Changes in Cardiorespiratory Variables in Response to Large Infarct

Seven weeks following left coronary artery ligation, large infarct rats had both increased LVEDP and right ventricular (RV) weight (Table 1) consistent with elevated pulmonary artery pressures due to left ventricular failure induced CHF. Myocardial infarcts varied from 0 to 48% of left ventricular (LV) circumference and correlated linearly with LVEDP prior to lung harvest (R²= 0.772, P ≤ 0.001). As previously², the large infarct group with an LVEDP approximating 24mmHg resulted in an increase in dry lung weight without lung oedema (Table 1).

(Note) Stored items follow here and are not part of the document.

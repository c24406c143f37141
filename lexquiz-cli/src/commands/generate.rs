//! Generate command implementation

use std::fs::File;
use std::io::Write;
use std::path::PathBuf;

use anyhow::{Context, Result};
use clap::Args;

use lexquiz_core::{QuizGenerator, SectionRange, TextSource};

use crate::commands::{init_logging, PatternArgs};
use crate::input::{load_material, resolve_sources};
use crate::output::{
    JsonFormatter, MarkdownFormatter, OutputFormat, QuizFormatter, RenderOptions, TextFormatter,
};

const DEFAULT_INSTRUCTION: &str = "Write down the meaning of underlined words/phrases.";

/// Arguments for the generate command
#[derive(Debug, Args)]
pub struct GenerateArgs {
    /// Material file (CSV: section, phrase, answer, notes...)
    #[arg(short = 'm', long, value_name = "FILE", required = true)]
    pub material: PathBuf,

    /// Comma-separated source files, directories, or glob patterns
    #[arg(short = 's', long, value_name = "PATHS", required = true)]
    pub sources: String,

    /// Section range to draw from, e.g. '1-10', '5', '3-'
    #[arg(short = 'e', long, value_name = "RANGE", default_value = "0-")]
    pub sections: String,

    /// Number of questions to generate
    #[arg(short = 'i', long, value_name = "NUM", required = true)]
    pub size: usize,

    /// Instruction line placed at the top of the quiz
    #[arg(long, value_name = "TEXT", default_value = DEFAULT_INSTRUCTION)]
    pub instruction: String,

    /// Render without word dividers (Japanese, Chinese, ...)
    #[arg(long)]
    pub skip_spaces: bool,

    /// Output format
    #[arg(short = 'f', long, value_enum, default_value = "text")]
    pub format: OutputFormat,

    /// Output file (default: stdout)
    #[arg(short = 'o', long, value_name = "FILE")]
    pub output: Option<PathBuf>,

    /// Seed for the random draws, for reproducible quizzes
    #[arg(long, value_name = "NUM")]
    pub seed: Option<u64>,

    #[command(flatten)]
    pub patterns: PatternArgs,

    /// Suppress progress output
    #[arg(short = 'q', long)]
    pub quiet: bool,

    /// Increase verbosity
    #[arg(short = 'v', long, action = clap::ArgAction::Count)]
    pub verbose: u8,
}

impl GenerateArgs {
    /// Execute the generate command
    pub fn execute(&self) -> Result<()> {
        init_logging(self.quiet, self.verbose);

        log::info!("Generating a quiz from {}", self.material.display());

        let range: SectionRange = self
            .sections
            .parse()
            .with_context(|| format!("Invalid --sections value: {}", self.sections))?;

        let mut generator = self.build_generator()?;

        let quiz = generator.quiz(&range, self.size)?;
        if quiz.len() < self.size {
            log::info!(
                "Material exhausted: built {} of {} requested questions",
                quiz.len(),
                self.size
            );
        }

        let options = RenderOptions {
            instruction: self.instruction.clone(),
            word_source: generator.preset().word_source().to_string(),
            divider: if self.skip_spaces { "" } else { " " },
        };

        let mut formatter = self.formatter()?;
        formatter.write_quiz(&quiz, &options)
    }

    fn build_generator(&self) -> Result<QuizGenerator> {
        let (language, overrides) = self.patterns.resolve()?;
        let phrases = load_material(&self.material)?;
        let sources = open_sources(&self.sources)?;

        let mut builder = QuizGenerator::builder()
            .language(language)
            .overrides(overrides)
            .phrases(phrases)
            .sources(sources);
        if let Some(seed) = self.seed {
            builder = builder.seed(seed);
        }
        Ok(builder.build()?)
    }

    fn formatter(&self) -> Result<Box<dyn QuizFormatter>> {
        let writer: Box<dyn Write> = match &self.output {
            Some(path) => Box::new(
                File::create(path)
                    .with_context(|| format!("Failed to create {}", path.display()))?,
            ),
            None => Box::new(std::io::stdout()),
        };

        Ok(match self.format {
            OutputFormat::Text => Box::new(TextFormatter::new(writer)),
            OutputFormat::Json => Box::new(JsonFormatter::new(writer)),
            OutputFormat::Markdown => Box::new(MarkdownFormatter::new(writer)),
        })
    }
}

/// Resolve and open the sources, skipping the unreadable ones.
pub(crate) fn open_sources(paths: &str) -> Result<Vec<TextSource>> {
    let mut sources = Vec::new();
    for path in resolve_sources(paths)? {
        match TextSource::open(&path) {
            Ok(source) => sources.push(source),
            Err(err) => log::warn!("Skipping unreadable source: {err}"),
        }
    }
    Ok(sources)
}
//! lexquiz CLI library
//!
//! This library provides the command-line interface for the lexquiz
//! vocabulary quiz generator.

pub mod commands;
pub mod config;
pub mod error;
pub mod input;
pub mod output;
pub mod pipeline;
pub mod progress;

pub use error::{CliError, CliResult};

use commands::Commands;

/// Dispatch a parsed subcommand.
pub fn run(command: Commands) -> CliResult<()> {
    match command {
        Commands::Generate(args) => args.execute(),
        Commands::Coverage(args) => args.execute(),
        Commands::Make(args) => args.execute(),
        Commands::Validate(args) => args.execute(),
        Commands::List { subcommand } => commands::list(subcommand),
    }
}
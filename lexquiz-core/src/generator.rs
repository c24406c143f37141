//! Quiz generation
//!
//! The generator owns the parsed material, the opened sources, and the
//! resolved preset. One question is built per phrase by trying sources in
//! random order: match the phrase against a source's lemmatized view, pick
//! one occurrence uniformly at random, resolve the enclosing sentence, map
//! the word indexes, and fetch the same-index sentence from the preprocessed
//! view for display. A phrase no source can exemplify is skipped, never an
//! error; an unreadable source is logged and treated as "no match" for that
//! source only.

use rand::rngs::StdRng;
use rand::seq::SliceRandom;
use rand::{Rng, SeedableRng};

use crate::error::Result;
use crate::mapper;
use crate::matcher::PhraseMatcher;
use crate::phrase::{Phrase, SectionRange};
use crate::presets::{CompiledPreset, PresetOverrides};
use crate::question::Question;
use crate::sentence;
use crate::source::TextSource;

/// Builder for [`QuizGenerator`].
#[derive(Debug, Default)]
pub struct QuizGeneratorBuilder {
    language: String,
    overrides: PresetOverrides,
    phrases: Vec<Phrase>,
    sources: Vec<TextSource>,
    seed: Option<u64>,
}

impl QuizGeneratorBuilder {
    /// Start building with an empty material and source set.
    pub fn new() -> Self {
        Self {
            language: "en".to_string(),
            ..Default::default()
        }
    }

    /// Language tag selecting the pattern preset.
    pub fn language(mut self, lang: impl Into<String>) -> Self {
        self.language = lang.into();
        self
    }

    /// Per-field pattern overrides.
    pub fn overrides(mut self, overrides: PresetOverrides) -> Self {
        self.overrides = overrides;
        self
    }

    /// The material: phrases to draw questions from.
    pub fn phrases(mut self, phrases: Vec<Phrase>) -> Self {
        self.phrases = phrases;
        self
    }

    /// The sources to search for example sentences.
    pub fn sources(mut self, sources: Vec<TextSource>) -> Self {
        self.sources = sources;
        self
    }

    /// Seed for the random draws, for reproducible quizzes.
    pub fn seed(mut self, seed: u64) -> Self {
        self.seed = Some(seed);
        self
    }

    /// Resolve the preset and build the generator.
    ///
    /// Fails when a pattern override does not compile.
    pub fn build(self) -> Result<QuizGenerator> {
        let preset = CompiledPreset::with_overrides(&self.language, &self.overrides)?;
        let rng = match self.seed {
            Some(seed) => StdRng::seed_from_u64(seed),
            None => StdRng::from_entropy(),
        };
        Ok(QuizGenerator {
            preset,
            phrases: self.phrases,
            sources: self.sources,
            rng,
        })
    }
}

/// Generates fill-in-the-blank questions from phrases and sources.
pub struct QuizGenerator {
    preset: CompiledPreset,
    phrases: Vec<Phrase>,
    sources: Vec<TextSource>,
    rng: StdRng,
}

impl QuizGenerator {
    /// Start a builder.
    pub fn builder() -> QuizGeneratorBuilder {
        QuizGeneratorBuilder::new()
    }

    /// The parsed material.
    pub fn phrases(&self) -> &[Phrase] {
        &self.phrases
    }

    /// The opened sources.
    pub fn sources(&self) -> &[TextSource] {
        &self.sources
    }

    /// The resolved preset.
    pub fn preset(&self) -> &CompiledPreset {
        &self.preset
    }

    /// Build a quiz of at most `size` questions from the phrases whose
    /// section falls inside `range`.
    ///
    /// Phrases are drawn in shuffled order; a phrase that matches no source
    /// contributes nothing. The result is shorter than `size` when the
    /// filtered pool runs out.
    pub fn quiz(&mut self, range: &SectionRange, size: usize) -> Result<Vec<Question>> {
        let mut rng = self.rng.clone();
        let mut pool: Vec<&Phrase> = self
            .phrases
            .iter()
            .filter(|phrase| range.contains(phrase.section))
            .collect();
        pool.shuffle(&mut rng);

        let mut quiz = Vec::new();
        while quiz.len() < size {
            let Some(phrase) = pool.pop() else {
                break;
            };
            match self.question_with(phrase, &mut rng) {
                Ok(Some(question)) => quiz.push(question),
                Ok(None) => {}
                Err(err) => {
                    log::warn!("skipping phrase `{}`: {err}", phrase.expression);
                }
            }
        }

        self.rng = rng;
        Ok(quiz)
    }

    /// Build one question for `phrase`, trying sources in random order.
    pub fn question(&mut self, phrase: &Phrase) -> Result<Option<Question>> {
        let mut rng = self.rng.clone();
        let result = self.question_with(phrase, &mut rng);
        self.rng = rng;
        result
    }

    /// Like [`question`](Self::question) with a caller-supplied random
    /// source, so independent phrases can be probed concurrently.
    pub fn question_with<R: Rng + ?Sized>(
        &self,
        phrase: &Phrase,
        rng: &mut R,
    ) -> Result<Option<Question>> {
        let matcher = PhraseMatcher::compile(&phrase.expression, &self.preset)?;

        let mut order: Vec<usize> = (0..self.sources.len()).collect();
        order.shuffle(rng);

        for index in order {
            let source = &self.sources[index];
            match self.question_from_source(phrase, &matcher, source, rng) {
                Ok(Some(question)) => return Ok(Some(question)),
                Ok(None) => {}
                Err(err) => {
                    // One source failing to read is not a batch failure.
                    log::warn!(
                        "skipping source {} for `{}`: {err}",
                        source.path().display(),
                        phrase.expression
                    );
                }
            }
        }
        Ok(None)
    }

    fn question_from_source<R: Rng + ?Sized>(
        &self,
        phrase: &Phrase,
        matcher: &PhraseMatcher,
        source: &TextSource,
        rng: &mut R,
    ) -> Result<Option<Question>> {
        let lemmatized = source.lemmatized()?;
        let occurrences = matcher.locate(&lemmatized.text)?;
        let Some(occurrence) = occurrences.choose(rng) else {
            return Ok(None);
        };

        let index = sentence::sentence_index_at(&self.preset, &lemmatized.text, occurrence.start)?;
        let matched_sentence = sentence::reconstruct(&self.preset, &lemmatized.text, occurrence)?;
        let word_indexes = mapper::word_indexes(matcher, &self.preset, &matched_sentence)?;

        let display = source.preprocessed()?;
        let Some(display_sentence) = sentence::sentence_at(&self.preset, &display.text, index)?
        else {
            // The display view has no sentence at this index; the views
            // disagree, so this source cannot exemplify the phrase.
            return Ok(None);
        };

        Ok(Some(Question {
            phrase: phrase.expression.clone(),
            answer: phrase.answer.clone(),
            sentence: display_sentence,
            word_indexes,
            reference: display.reference.clone(),
        }))
    }
}
//! The rendered question record

use serde::Serialize;

/// One fill-in-the-blank question.
///
/// `sentence` is always taken from the human-readable (preprocessed) view of
/// a source, never the lemmatized one. `word_indexes` are 0-based ordinal
/// positions of the phrase's constituent words when the sentence is tokenized
/// by the active word pattern, in left-to-right order; duplicates appear when
/// the sentence contains the phrase more than once.
#[derive(Debug, Clone, PartialEq, Eq, Serialize)]
pub struct Question {
    /// The phrase expression being tested.
    pub phrase: String,
    /// The expected answer.
    pub answer: String,
    /// The example sentence, in display form.
    pub sentence: String,
    /// Word positions to mark when rendering.
    pub word_indexes: Vec<usize>,
    /// Reference line of the source the sentence came from.
    pub reference: String,
}
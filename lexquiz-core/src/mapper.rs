//! Word-index mapping
//!
//! Maps a phrase occurrence to the ordinal positions of its constituent
//! words inside the enclosing sentence, under the active word pattern. Two
//! passes: the phrase pattern is re-run over the sentence to anchor each
//! occurrence (the count of word matches to its left), then each captured
//! block is scanned for the literal constituent words and every hit
//! contributes the anchor plus its block-local word ordinal. Every occurrence
//! of the phrase in the sentence contributes indexes, bounded per occurrence
//! by the constituent-word count, so a twice-occurring phrase yields
//! duplicate word positions in left-to-right order.

use crate::error::Result;
use crate::matcher::{words_left_of, PhraseMatcher};
use crate::presets::CompiledPreset;

/// Ordinal word positions of the phrase's constituent words in `sentence`.
pub fn word_indexes(
    matcher: &PhraseMatcher,
    preset: &CompiledPreset,
    sentence: &str,
) -> Result<Vec<usize>> {
    let expected = matcher.words().len();
    let mut indexes = Vec::new();
    if expected == 0 {
        return Ok(indexes);
    }

    for captures in matcher.pattern().captures_iter(sentence) {
        let captures = captures?;
        let Some(whole) = captures.get(0) else {
            continue;
        };
        let Some(block) = captures.get(1) else {
            continue;
        };

        let anchor = words_left_of(preset, sentence, whole.start())?;

        let mut remaining = expected;
        for found in matcher.words_pattern().find_iter(block.as_str()) {
            let found = found?;
            if remaining == 0 {
                break;
            }
            let local = words_left_of(preset, block.as_str(), found.start())?;
            indexes.push(anchor + local);
            remaining -= 1;
        }
    }

    Ok(indexes)
}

Effect of Acute Elevation in Left Atrial Pressure in Isolated Perfused Lungs from rats with Chronic Left Ventricular Dysfunction

Isolated perfused lungs of control animals (<20% LV infarct) demonstrated a deterioration in lung tissue mechanics (Gtis and Htis) from left atrial pressure elevated to 15-20 cmH2O (Figure 1 A&B), and an increase in alveolar oedema following left atrial pressure elevation to 20cmH₂O (Table 2). However, both isolated perfused lung mechanics and lung water were unchanged in moderate and large infarct groups during incremental increase in left atrial pressure from 0 to 20cmH₂O. No change was observed in airway resistance (Raw) over the full range of left atrial pressures (Figure 1C), or in the volume of lymphatic drainage (lung efflux) calculated following left atrial pressure increase to 20cmH2O (Table 2). Observed versus predicted outcomes by mixed models analysis is included in the online supplemental material (Supplementary material online, Figure S1 & Table S3).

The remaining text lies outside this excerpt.